For the first time, U.S. Bank Stadium will have at least one dedicated lane at every gate open for fans who go bag-free. The NFL requires bags to be clear plastic containers no bigger than 12 x 6 x 12 inches.

A new “sensory inclusive space,” designed by Birmingham, Ala.-based nonprofit KultureCity, is on the upper concourse behind section 346. It’s designed to provide a “safe and soothing atmosphere” for those who need it, such as fans with PTSD or autism. The space includes low lighting, beanbag chairs, autism kits, ear plugs and noise-canceling headphones. Two licensed professionals from Fraser Pediatric Therapy will be on duty at every game.

Tech-friendly fans will have some new toys. The Vikings have installed four remote-controlled high-definition cameras throughout the stadium that will snap photos every 20 minutes. After the game, fans can go online, scan the crowd and tag themselves. The team used the technology for one game in 2016.

The Vikings also have launched Apple Business Chat, which allows fans to communicate directly with the team during the game through the messages app on an iPhone, iPad, Mac or Apple Watch. They’ll be able to scan a code available at the stadium and converse with someone from the team about logistics, concerns or food options.

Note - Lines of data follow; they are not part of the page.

//! Per-post temporary directories
//!
//! Every post being built gets its own randomly named directory under the local
//! files root. Directories live in generation-indexed slots: releasing a
//! [`PostDir`] deletes its directory and bumps the slot generation, so a handle
//! from an earlier generation can never touch a reused slot. Handles dropped
//! without release leave their slot orphaned until [`TempArena::sweep`].

use super::Artifact;
use crate::Result;
use rand::Rng;
use rand::distributions::Alphanumeric;
use std::path::{Path, PathBuf};
use std::sync::{Arc, Mutex, MutexGuard};

const DIR_NAME_LEN: usize = 12;

#[derive(Clone, Copy, Debug, PartialEq, Eq)]
enum SlotState {
    Free,
    Live,
    Orphaned,
}

#[derive(Debug)]
struct Slot {
    generation: u64,
    dir_name: String,
    state: SlotState,
}

#[derive(Debug, Default)]
struct Slots {
    slots: Vec<Slot>,
    free: Vec<usize>,
}

/// Owner of all per-post temporary directories
#[derive(Clone, Debug)]
pub struct TempArena {
    local_root: PathBuf,
    server_root: PathBuf,
    slots: Arc<Mutex<Slots>>,
}

impl TempArena {
    /// Create an arena rooted at `local_root`, seen by the upload server as `server_root`
    pub fn new(local_root: impl Into<PathBuf>, server_root: impl Into<PathBuf>) -> Self {
        Self {
            local_root: local_root.into(),
            server_root: server_root.into(),
            slots: Arc::new(Mutex::new(Slots::default())),
        }
    }

    /// Local root directory
    pub fn local_root(&self) -> &Path {
        &self.local_root
    }

    fn lock(&self) -> MutexGuard<'_, Slots> {
        self.slots.lock().unwrap_or_else(|e| e.into_inner())
    }

    /// Create a fresh directory for one post
    pub async fn allocate(&self) -> Result<PostDir> {
        let dir_name: String = rand::thread_rng()
            .sample_iter(&Alphanumeric)
            .take(DIR_NAME_LEN)
            .map(char::from)
            .collect();
        let local = self.local_root.join(&dir_name);
        tokio::fs::create_dir_all(&local).await?;

        let (index, generation) = {
            let mut slots = self.lock();
            match slots.free.pop() {
                Some(index) => {
                    let slot = &mut slots.slots[index];
                    slot.dir_name = dir_name.clone();
                    slot.state = SlotState::Live;
                    (index, slot.generation)
                }
                None => {
                    slots.slots.push(Slot {
                        generation: 0,
                        dir_name: dir_name.clone(),
                        state: SlotState::Live,
                    });
                    (slots.slots.len() - 1, 0)
                }
            }
        };

        tracing::debug!(dir = %local.display(), index, generation, "Post directory allocated");
        Ok(PostDir {
            arena: self.clone(),
            index,
            generation,
            server: self.server_root.join(&dir_name),
            local,
            released: false,
        })
    }

    /// Number of directories currently held by live handles
    pub fn live_count(&self) -> usize {
        self.lock()
            .slots
            .iter()
            .filter(|s| s.state == SlotState::Live)
            .count()
    }

    /// Remove the directories of handles that were dropped without release
    ///
    /// Returns how many directories were reclaimed.
    pub async fn sweep(&self) -> Result<usize> {
        let orphaned: Vec<(usize, u64, String)> = {
            let slots = self.lock();
            slots
                .slots
                .iter()
                .enumerate()
                .filter(|(_, s)| s.state == SlotState::Orphaned)
                .map(|(i, s)| (i, s.generation, s.dir_name.clone()))
                .collect()
        };

        let mut reclaimed = 0;
        for (index, generation, dir_name) in orphaned {
            remove_dir(&self.local_root.join(&dir_name)).await?;
            if self.retire(index, generation, SlotState::Orphaned) {
                reclaimed += 1;
            }
        }

        if reclaimed > 0 {
            tracing::info!(reclaimed, "Swept orphaned post directories");
        }
        Ok(reclaimed)
    }

    /// Remove everything under the local root
    ///
    /// Meant for start-up, before any directory is allocated.
    pub async fn sweep_root(&self) -> Result<usize> {
        let mut entries = match tokio::fs::read_dir(&self.local_root).await {
            Ok(entries) => entries,
            Err(e) if e.kind() == std::io::ErrorKind::NotFound => return Ok(0),
            Err(e) => return Err(e.into()),
        };

        let mut removed = 0;
        while let Some(entry) = entries.next_entry().await? {
            let path = entry.path();
            if entry.file_type().await?.is_dir() {
                tokio::fs::remove_dir_all(&path).await?;
            } else {
                tokio::fs::remove_file(&path).await?;
            }
            removed += 1;
        }

        if removed > 0 {
            tracing::info!(removed, root = %self.local_root.display(), "Removed leftovers from a previous run");
        }
        Ok(removed)
    }

    /// Free a slot if it is still at `generation` and in `expected` state
    fn retire(&self, index: usize, generation: u64, expected: SlotState) -> bool {
        let mut slots = self.lock();
        let Some(slot) = slots.slots.get_mut(index) else {
            return false;
        };
        if slot.generation != generation || slot.state != expected {
            return false;
        }
        slot.generation += 1;
        slot.state = SlotState::Free;
        slot.dir_name.clear();
        slots.free.push(index);
        true
    }

    fn orphan(&self, index: usize, generation: u64) {
        let mut slots = self.lock();
        if let Some(slot) = slots.slots.get_mut(index)
            && slot.generation == generation
            && slot.state == SlotState::Live
        {
            slot.state = SlotState::Orphaned;
        }
    }
}

/// Handle to one post's temporary directory
#[derive(Debug)]
pub struct PostDir {
    arena: TempArena,
    index: usize,
    generation: u64,
    local: PathBuf,
    server: PathBuf,
    released: bool,
}

impl PostDir {
    /// Directory on local disk
    pub fn local(&self) -> &Path {
        &self.local
    }

    /// The same directory as seen by the upload server
    pub fn server(&self) -> &Path {
        &self.server
    }

    /// Describe a file written directly inside this directory
    pub fn artifact(&self, local_path: PathBuf) -> Artifact {
        let server_path = match local_path.file_name() {
            Some(name) => self.server.join(name),
            None => self.server.clone(),
        };
        Artifact {
            server_path,
            local_path,
        }
    }

    /// Delete the directory and free the slot
    ///
    /// A handle whose slot has moved on is a no-op.
    pub async fn release(mut self) -> Result<()> {
        self.released = true;
        if !self.arena.is_current(self.index, self.generation) {
            return Ok(());
        }
        remove_dir(&self.local).await?;
        self.arena.retire(self.index, self.generation, SlotState::Live);
        tracing::debug!(dir = %self.local.display(), "Post directory released");
        Ok(())
    }
}

impl TempArena {
    fn is_current(&self, index: usize, generation: u64) -> bool {
        self.lock()
            .slots
            .get(index)
            .is_some_and(|s| s.generation == generation && s.state == SlotState::Live)
    }
}

impl Drop for PostDir {
    fn drop(&mut self) {
        if !self.released {
            tracing::warn!(dir = %self.local.display(), "Post directory dropped without release");
            self.arena.orphan(self.index, self.generation);
        }
    }
}

async fn remove_dir(path: &Path) -> Result<()> {
    match tokio::fs::remove_dir_all(path).await {
        Ok(()) => Ok(()),
        Err(e) if e.kind() == std::io::ErrorKind::NotFound => Ok(()),
        Err(e) => Err(e.into()),
    }
}
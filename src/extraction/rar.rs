use crate::error::ArchiveError;
use std::path::Path;
use tracing::debug;

use super::shared::{EntrySink, corrupt};

/// Stream the audio entries of a RAR archive into `sink`
pub(crate) fn read_audio_entries(archive_path: &Path, sink: &EntrySink) -> Result<(), ArchiveError> {
    let processor = unrar::Archive::new(archive_path)
        .open_for_processing()
        .map_err(|e| corrupt(archive_path, format!("failed to open RAR archive: {}", e)))?;

    debug!(?archive_path, "reading RAR archive");

    let mut at_header = processor;
    loop {
        let at_file = match at_header.read_header() {
            Ok(Some(entry_processor)) => entry_processor,
            Ok(None) => break,
            Err(e) => return Err(corrupt(archive_path, format!("failed to read RAR header: {}", e))),
        };

        let header = at_file.entry();
        let name = header.filename.to_string_lossy().into_owned();

        if !sink.accepts(&name, header.is_directory()) {
            at_header = at_file
                .skip()
                .map_err(|e| corrupt(archive_path, format!("failed to skip entry: {}", e)))?;
            continue;
        }

        let (data, next) = at_file
            .read()
            .map_err(|e| corrupt(archive_path, format!("failed to read RAR entry: {}", e)))?;
        if !sink.send(name, data) {
            break;
        }
        at_header = next;
    }

    Ok(())
}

On a much bigger scale, U.S. Bank Stadium will go live on opening day with Verizon’s 5G Ultra Wideband network, allowing more capacity and faster downloads. The stadium is one of 13 in the NFL to get the superfast network this season.

Creature comforts? Mystic Lake Casino Hotel is opening a new space, called Little Six Casino’s Club Gold, on the south side of the stadium. Polaris took over and redesigned what was known as the Hyundai Club, a grade-level space with lots of windows on the stadium’s north side.

Stadium food? New items will be available from local vendors such as Arepa Bite Latin Food, David Fong’s, No Name steaks and the O’Cheeze grilled cheese food truck. Also new will be the Heritage Tea House, serving jerk wings, jerk chicken and rice bowls. Heggie’s, the local frozen pizza mainstay, will offer cheese and pepperoni.

Existing vendors will offer new selections, including nut-free/egg-free/sesame-free ice cream from A la Mode Ice Cream. Perennial fan favorites will be offered in more stadium locations, including Rusty Taco, Market Bar-B-Que, Andrew Zimmern’s Canteen and L’il Mini Donuts.

To get a sense of how U.S. Bank Stadium ranks among NFL fans, ticket reseller SeatGeek posted the results of a survey showing that fans appeared to be quite satisfied heading into the facility’s fourth season. U.S. Bank came in fifth for food and bathrooms (first place went to Atlanta’s newer Mercedes-Benz Stadium) and 12th for atmosphere (Green Bay’s legendary Lambeau Field was first).

SeatGeek has published guides for each of the NFL stadiums, in which Vikings fans are advised to arrive early, check out the stadium and then get to their seats in time for the SKOL chant.

This year’s Vikings schedule has an unusual quirk that could provide for a high-energy December in downtown Minneapolis: The team plays the final two games of the season at home against division rivals. The Packers will be in town for a Monday night game on Dec. 23, and the Bears arrive six days later for a noon game on Dec. 29.

In the meantime, those seeking the big tailgating experiences down in Kansas City better bring cash: A gameday ticket to the surface lot down there will cost at least $40. The new breakfast nachos outside U.S. Bank Stadium are a much cheaper alternative.